Data entries
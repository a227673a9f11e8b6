// src/core/client/stream.rs

use super::uri::ConnectionInfo;
use crate::core::KeyscopeError;
use std::pin::Pin;
use std::sync::Arc;
use std::task::{Context, Poll};
use std::time::Duration;
use tokio::io::{AsyncRead, AsyncWrite, ReadBuf};
use tokio::net::TcpStream;
use tokio_rustls::client::TlsStream;
use tokio_rustls::{TlsConnector, rustls};
use tracing::debug;

/// Wraps plain TCP and TLS client streams into a single type.
pub(super) enum ClientStream {
    Tcp(TcpStream),
    Tls(Box<TlsStream<TcpStream>>),
}

impl ClientStream {
    /// Opens a TCP connection to the node, upgrading it to TLS for `rediss://`.
    pub(super) async fn connect(
        info: &ConnectionInfo,
        connect_timeout: Duration,
    ) -> Result<Self, KeyscopeError> {
        let addr = (info.host.as_str(), info.port);
        let tcp = tokio::time::timeout(connect_timeout, TcpStream::connect(addr))
            .await
            .map_err(|_| KeyscopeError::Timeout("connect"))??;
        tcp.set_nodelay(true)?;

        if !info.tls {
            return Ok(ClientStream::Tcp(tcp));
        }

        debug!("establishing TLS session with {}", info.addr());
        let mut root_cert_store = rustls::RootCertStore::empty();
        root_cert_store.extend(webpki_roots::TLS_SERVER_ROOTS.iter().cloned());
        let tls_config = rustls::ClientConfig::builder()
            .with_root_certificates(root_cert_store)
            .with_no_client_auth();
        let connector = TlsConnector::from(Arc::new(tls_config));

        let domain = rustls::pki_types::ServerName::try_from(info.host.as_str())
            .map_err(|_| KeyscopeError::Tls(format!("invalid TLS server name '{}'", info.host)))?
            .to_owned();

        let tls = tokio::time::timeout(connect_timeout, connector.connect(domain, tcp))
            .await
            .map_err(|_| KeyscopeError::Timeout("TLS handshake"))?
            .map_err(|e| KeyscopeError::Tls(format!("handshake failed: {e}")))?;

        Ok(ClientStream::Tls(Box::new(tls)))
    }
}

impl AsyncRead for ClientStream {
    fn poll_read(
        self: Pin<&mut Self>,
        cx: &mut Context<'_>,
        buf: &mut ReadBuf<'_>,
    ) -> Poll<std::io::Result<()>> {
        match self.get_mut() {
            ClientStream::Tcp(s) => Pin::new(s).poll_read(cx, buf),
            ClientStream::Tls(s) => Pin::new(s.as_mut()).poll_read(cx, buf),
        }
    }
}

impl AsyncWrite for ClientStream {
    fn poll_write(
        self: Pin<&mut Self>,
        cx: &mut Context<'_>,
        buf: &[u8],
    ) -> Poll<Result<usize, std::io::Error>> {
        match self.get_mut() {
            ClientStream::Tcp(s) => Pin::new(s).poll_write(cx, buf),
            ClientStream::Tls(s) => Pin::new(s.as_mut()).poll_write(cx, buf),
        }
    }

    fn poll_flush(self: Pin<&mut Self>, cx: &mut Context<'_>) -> Poll<Result<(), std::io::Error>> {
        match self.get_mut() {
            ClientStream::Tcp(s) => Pin::new(s).poll_flush(cx),
            ClientStream::Tls(s) => Pin::new(s.as_mut()).poll_flush(cx),
        }
    }

    fn poll_shutdown(
        self: Pin<&mut Self>,
        cx: &mut Context<'_>,
    ) -> Poll<Result<(), std::io::Error>> {
        match self.get_mut() {
            ClientStream::Tcp(s) => Pin::new(s).poll_shutdown(cx),
            ClientStream::Tls(s) => Pin::new(s.as_mut()).poll_shutdown(cx),
        }
    }
}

-- WHAT TO DO --
Go through the entries above and copy every line containing "debug".

-- RESULT FOR THIS TASK --
use tracing::debug;
        debug!("establishing TLS session with {}", info.addr());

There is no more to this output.